**Work to be completed**
Please reproduce the entries below exactly, starting at the first line and ending with the line that holds "pub enum Message".

**Exercise input**
============

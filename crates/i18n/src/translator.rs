//! Fluent-backed message lookup

use crate::lang::Language;
use crate::{I18nError, Result};
use fluent::{FluentArgs, FluentBundle, FluentResource};

/// Message identifiers used by the login flow
#[derive(Debug, Clone, Copy, PartialEq, Eq, Hash)]
pub enum Message {
    /// Title of the phone input screen
    ScreenPhoneInput,
    /// Title of the home screen
    ScreenHome,
    /// Title of the details screen
    ScreenDetails,
    /// Input screen header
    LoginHeader,
    /// Input screen sub-header
    LoginSubheader,
    /// Input screen description
    LoginDescription,
    /// Phone field placeholder
    LoginPlaceholder,
    /// Submit button label
    LoginContinue,
    /// Non-numeric input error
    ErrorNonNumeric,
    /// Home screen heading
    HomeTitle,
    /// Home greeting, takes `phone`
    HomeGreeting,
    /// Button opening the details screen
    HomeGoDetails,
    /// Logout button label
    HomeLogout,
    /// Details screen heading
    DetailsTitle,
    /// Button returning home
    DetailsBack,
    /// Logout dialog title
    LogoutTitle,
    /// Logout dialog body
    LogoutMessage,
    /// Logout dialog cancel label
    LogoutCancel,
    /// Logout dialog confirm label
    LogoutConfirm,
}

impl Message {
    /// Fluent message id
    pub fn id(&self) -> &'static str {
        match self {
            Message::ScreenPhoneInput => "screen-phone-input",
            Message::ScreenHome => "screen-home",
            Message::ScreenDetails => "screen-details",
            Message::LoginHeader => "login-header",
            Message::LoginSubheader => "login-subheader",
            Message::LoginDescription => "login-description",
            Message::LoginPlaceholder => "login-placeholder",
            Message::LoginContinue => "login-continue",
            Message::ErrorNonNumeric => "error-non-numeric",
            Message::HomeTitle => "home-title",
            Message::HomeGreeting => "home-greeting",
            Message::HomeGoDetails => "home-go-details",
            Message::HomeLogout => "home-logout",
            Message::DetailsTitle => "details-title",
            Message::DetailsBack => "details-back",
            Message::LogoutTitle => "logout-title",
            Message::LogoutMessage => "logout-message",
            Message::LogoutCancel => "logout-cancel",
            Message::LogoutConfirm => "logout-confirm",
        }
    }
}

/// Translator for one language
///
/// # Example
///
/// ```
/// use i18n::{Language, Message, Translator};
///
/// let translator = Translator::new(Language::Vi).unwrap();
/// assert_eq!(translator.get(Message::ErrorNonNumeric).unwrap(), "Vui lòng chỉ nhập số");
/// ```
pub struct Translator {
    language: Language,
    bundle: FluentBundle<FluentResource>,
}

impl std::fmt::Debug for Translator {
    fn fmt(&self, f: &mut std::fmt::Formatter<'_>) -> std::fmt::Result {
        f.debug_struct("Translator")
            .field("language", &self.language)
            .finish_non_exhaustive()
    }
}

impl Translator {
    /// Loads the bundled resource for a language
    pub fn new(language: Language) -> Result<Self> {
        let resource = FluentResource::try_new(language.source().to_string()).map_err(
            |(_, errors)| I18nError::Parse {
                language: language.tag(),
                details: format!("{:?}", errors),
            },
        )?;

        let mut bundle = FluentBundle::new(vec![language.langid()]);
        // plain text output, no bidi isolation marks around arguments
        bundle.set_use_isolating(false);
        bundle.add_resource(resource).map_err(|errors| I18nError::Parse {
            language: language.tag(),
            details: format!("{:?}", errors),
        })?;

        tracing::debug!(language = %language, "Loaded translations");

        Ok(Self { language, bundle })
    }

    /// Negotiates a language from a tag and loads it
    pub fn for_tag(tag: &str) -> Result<Self> {
        Self::new(Language::negotiate(tag)?)
    }

    /// Active language
    pub fn language(&self) -> Language {
        self.language
    }

    /// Formats a message without arguments
    pub fn get(&self, message: Message) -> Result<String> {
        self.format(message, None)
    }

    /// Formats a message with string arguments
    pub fn get_with(&self, message: Message, args: &[(&str, &str)]) -> Result<String> {
        let mut fluent_args = FluentArgs::new();
        for (name, value) in args {
            fluent_args.set(*name, *value);
        }
        self.format(message, Some(&fluent_args))
    }

    fn format(&self, message: Message, args: Option<&FluentArgs>) -> Result<String> {
        let id = message.id();
        let pattern = self
            .bundle
            .get_message(id)
            .and_then(|msg| msg.value())
            .ok_or(I18nError::MissingMessage(id))?;

        let mut errors = Vec::new();
        let value = self.bundle.format_pattern(pattern, args, &mut errors);
        if !errors.is_empty() {
            return Err(I18nError::Format {
                id,
                details: format!("{:?}", errors),
            });
        }

        Ok(value.into_owned())
    }
}
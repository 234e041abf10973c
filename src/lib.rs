//! Phone login flow
//!
//! Facade over the workspace crates: the phone formatter and config
//! (`app-core`), the shared session (`app-state`), the screen flow
//! (`app-ui`), and translations (`i18n`).

#![warn(missing_docs)]
#![warn(clippy::all)]

pub use app_core::{config, phone, ConfigError, LoginConfig, PhoneInputError};
pub use app_state::{Session, SessionStore};
pub use app_ui::{
    FlowError, FlowEvent, FlowOutcome, IgnoreReason, Route, ScreenFlow, ScreenView, Transition,
};
pub use i18n::{Language, Message, Translator};

use tracing_subscriber::{layer::SubscriberExt, util::SubscriberInitExt};

/// Default log filter when `RUST_LOG` is not set
pub const DEFAULT_LOG_FILTER: &str = "info";

/// Installs the global tracing subscriber
///
/// Reads the filter from `RUST_LOG`, falling back to [`DEFAULT_LOG_FILTER`].
/// Calling it more than once is harmless; later calls leave the first
/// subscriber in place.
pub fn init_tracing() {
    let result = tracing_subscriber::registry()
        .with(
            tracing_subscriber::EnvFilter::try_from_default_env()
                .unwrap_or_else(|_| DEFAULT_LOG_FILTER.into()),
        )
        .with(tracing_subscriber::fmt::layer())
        .try_init();

    if result.is_err() {
        tracing::debug!("Tracing subscriber already installed");
    }
}
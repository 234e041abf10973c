//! Login flow configuration
//!
//! Every field has a default, so an empty JSON object is a complete
//! configuration.

use crate::phone::VALID_DIGIT_COUNTS;
use serde::{Deserialize, Serialize};
use thiserror::Error;

/// Default maximum length of the phone text field
pub const DEFAULT_MAX_INPUT_LENGTH: usize = 15;

/// Default UI language tag
pub const DEFAULT_LANGUAGE: &str = "vi";

/// Configuration errors
#[derive(Debug, Error)]
pub enum ConfigError {
    /// The JSON document could not be parsed
    #[error("Failed to parse config: {0}")]
    Parse(#[from] serde_json::Error),

    /// A field holds a value the flow cannot use
    #[error("Invalid config value for {field}: {reason}")]
    Invalid {
        /// Offending field
        field: &'static str,
        /// What is wrong with it
        reason: String,
    },
}

/// Result type for configuration operations
pub type Result<T> = std::result::Result<T, ConfigError>;

/// Settings for the phone login flow
#[derive(Debug, Clone, PartialEq, Eq, Serialize, Deserialize)]
#[serde(rename_all = "camelCase")]
pub struct LoginConfig {
    /// Characters accepted by the phone field before it stops taking input
    #[serde(default = "default_max_input_length")]
    pub max_input_length: usize,

    /// Digit counts that make a number complete
    #[serde(default = "default_valid_digit_counts")]
    pub valid_digit_counts: Vec<usize>,

    /// Preferred UI language tag
    #[serde(default = "default_language")]
    pub language: String,
}

fn default_max_input_length() -> usize {
    DEFAULT_MAX_INPUT_LENGTH
}

fn default_valid_digit_counts() -> Vec<usize> {
    VALID_DIGIT_COUNTS.to_vec()
}

fn default_language() -> String {
    DEFAULT_LANGUAGE.to_string()
}

impl Default for LoginConfig {
    fn default() -> Self {
        Self {
            max_input_length: default_max_input_length(),
            valid_digit_counts: default_valid_digit_counts(),
            language: default_language(),
        }
    }
}

impl LoginConfig {
    /// Parses and validates a JSON configuration
    ///
    /// # Example
    ///
    /// ```
    /// use app_core::config::LoginConfig;
    ///
    /// let config = LoginConfig::from_json(r#"{ "language": "en" }"#).unwrap();
    /// assert_eq!(config.language, "en");
    /// assert_eq!(config.max_input_length, 15);
    /// ```
    pub fn from_json(json: &str) -> Result<Self> {
        let config: Self = serde_json::from_str(json)?;
        config.validate()?;
        Ok(config)
    }

    /// Checks that the values are usable
    pub fn validate(&self) -> Result<()> {
        if self.max_input_length == 0 {
            return Err(ConfigError::Invalid {
                field: "maxInputLength",
                reason: "must be greater than zero".to_string(),
            });
        }

        if self.valid_digit_counts.is_empty() {
            return Err(ConfigError::Invalid {
                field: "validDigitCounts",
                reason: "must list at least one digit count".to_string(),
            });
        }

        if self.language.trim().is_empty() {
            tracing::warn!("Empty language tag in config, falling back to {}", DEFAULT_LANGUAGE);
        }

        Ok(())
    }

    /// Truncates text to the field's maximum length, counted in characters
    pub fn clamp_input<'a>(&self, text: &'a str) -> &'a str {
        match text.char_indices().nth(self.max_input_length) {
            Some((idx, _)) => &text[..idx],
            None => text,
        }
    }
}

============

**Response to this task**
filename crates/i18n/src/translator.rs
//! Fluent-backed message lookup

use crate::lang::Language;
use crate::{I18nError, Result};
use fluent::{FluentArgs, FluentBundle, FluentResource};

/// Message identifiers used by the login flow
#[derive(Debug, Clone, Copy, PartialEq, Eq, Hash)]
pub enum Message {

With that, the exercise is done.